This Republican just admitted he stoked fears of voter fraud — but now says they're 'absurd'
15 May 2020
Republicans have been stoking fears about "voter fraud" for years now, despite a lack of any evidence that it is a significant problem in the United States. One such Republican is Kentucky Secretary of State Michael Adams, and in a remarkably candid interview with National Public Radio, Adams admitted that the fears of voter fraud he promoted in the past were misleading.
Adams campaigned on fighting voter fraud and ran on the slogan “make it easy to vote and hard to cheat.” But when he spoke to NPR, the Republican admitted that GOP hysteria over voter fraud, especially when it comes to voting by mail, is “partly on me because I talked about it in my campaign. But it’s my job now to calm people’s fears.”
President Donald Trump has recently railed against voting by mail, making the baseless claim that it is a recipe for widespread voter fraud — and pro-Trump Republicans have reflexively agreed with him. But Adams told NPR, “People who think that Donald Trump is going to have the election stolen by mail, it’s just absurd.”
It is only recently that Republicans have been expressing such vehement opposition to mail-in ballots.
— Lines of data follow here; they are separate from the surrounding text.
use reqwest::StatusCode;
use thiserror::Error;

use crate::db::StorageError;

/// Every way the login and guard paths can fail.
///
/// At the HTTP boundary all of these become the same generic 401; the variant and its detail are
/// only ever written to logs.
#[derive(Debug, Error)]
pub enum AuthError {
    #[error("authorization code is missing")]
    MissingCode,
    #[error("provider reported `{error}`: {}", .description.as_deref().unwrap_or("no description"))]
    ProviderError {
        error: String,
        description: Option<String>,
    },
    #[error("provider rejected the request with status {status}: {detail}")]
    ProviderRejected { status: StatusCode, detail: String },
    #[error("provider unreachable: {0}")]
    Unreachable(#[source] reqwest::Error),
    #[error("malformed provider response: {0}")]
    ProtocolError(String),
    #[error("token response is missing `{missing}`")]
    IncompleteToken { missing: &'static str },
    #[error("access token rejected by provider")]
    InvalidToken,
    #[error("user info has no `sub` claim")]
    MissingSubject,
    #[error("no session cookie present")]
    NoSession,
    #[error(transparent)]
    Storage(#[from] StorageError),
}

impl AuthError {
    /// Stable label used as the `kind` field in logs.
    pub fn kind(&self) -> &'static str {
        match self {
            Self::MissingCode => "missing_code",
            Self::ProviderError { .. } => "provider_error",
            Self::ProviderRejected { .. } => "provider_rejected",
            Self::Unreachable(_) => "unreachable",
            Self::ProtocolError(_) => "protocol_error",
            Self::IncompleteToken { .. } => "incomplete_token",
            Self::InvalidToken => "invalid_token",
            Self::MissingSubject => "missing_subject",
            Self::NoSession => "no_session",
            Self::Storage(_) => "storage_error",
        }
    }
}
use async_trait::async_trait;
use chrono::{DateTime, Utc};
use sqlx::{PgPool, query_as};

use super::StorageError;
use crate::auth::Identity;

#[derive(Debug, Clone, sqlx::FromRow)]
pub struct UserRecord {
    pub id: String,
    pub email: Option<String>,
    pub email_verified: bool,
    pub name: Option<String>,
    pub preferred_username: Option<String>,
    pub given_name: Option<String>,
    pub family_name: Option<String>,
    pub realm: Option<String>,
    pub created_at: DateTime<Utc>,
}

#[derive(Debug, Clone)]
pub struct NewUser<'a> {
    pub id: &'a str,
    pub email: Option<&'a str>,
    pub email_verified: bool,
    pub name: Option<&'a str>,
    pub preferred_username: Option<&'a str>,
    pub given_name: Option<&'a str>,
    pub family_name: Option<&'a str>,
    pub realm: Option<&'a str>,
}

impl<'a> From<&'a Identity> for NewUser<'a> {
    fn from(identity: &'a Identity) -> Self {
        Self {
            id: identity.subject(),
            email: identity.email.as_deref(),
            email_verified: identity.email_verified.unwrap_or(false),
            name: identity.display_name.as_deref(),
            preferred_username: identity.preferred_username.as_deref(),
            given_name: identity.given_name.as_deref(),
            family_name: identity.family_name.as_deref(),
            realm: identity.realm.as_deref(),
        }
    }
}

/// Persistence for user profiles, keyed by the provider subject.
#[async_trait]
pub trait UserStore: Send + Sync {
    async fn find_by_subject(&self, subject: &str) -> Result<Option<UserRecord>, StorageError>;

    /// Inserts the user unless a row with the same subject exists. Returns whether a row was
    /// written; a duplicate is not an error.
    async fn insert(&self, user: NewUser<'_>) -> Result<bool, StorageError>;
}

#[derive(Clone)]
pub struct UserRepository {
    pool: PgPool,
}

impl UserRepository {
    pub fn new(pool: PgPool) -> Self {
        Self { pool }
    }
}

#[async_trait]
impl UserStore for UserRepository {
    async fn find_by_subject(&self, subject: &str) -> Result<Option<UserRecord>, StorageError> {
        query_as::<_, UserRecord>(
            r#"
            SELECT
                id,
                email,
                email_verified,
                name,
                preferred_username,
                given_name,
                family_name,
                realm,
                created_at
            FROM users
            WHERE id = $1
            "#,
        )
        .bind(subject)
        .fetch_optional(&self.pool)
        .await
        .map_err(StorageError::from)
    }

    async fn insert(&self, user: NewUser<'_>) -> Result<bool, StorageError> {
        let result = sqlx::query(
            r#"
            INSERT INTO users (
                id, email, email_verified, name, preferred_username, given_name, family_name, realm
            )
            VALUES ($1, $2, $3, $4, $5, $6, $7, $8)
            ON CONFLICT (id) DO NOTHING
            "#,
        )
        .bind(user.id)
        .bind(user.email)
        .bind(user.email_verified)
        .bind(user.name)
        .bind(user.preferred_username)
        .bind(user.given_name)
        .bind(user.family_name)
        .bind(user.realm)
        .execute(&self.pool)
        .await?;

        Ok(result.rows_affected() == 1)
    }
}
GOP activist Tyler Deaton, in an article for the conservative website The Bulwark, asserted that his party has a long history of embracing absentee ballots and that if voting by mail gives anyone a “partisan advantage,” it is Republicans — not Democrats.
But Adams told NPR that when he sent out postcards telling Kentucky residents how they could apply for absentee ballots, he had his “head taken off” by other Republicans.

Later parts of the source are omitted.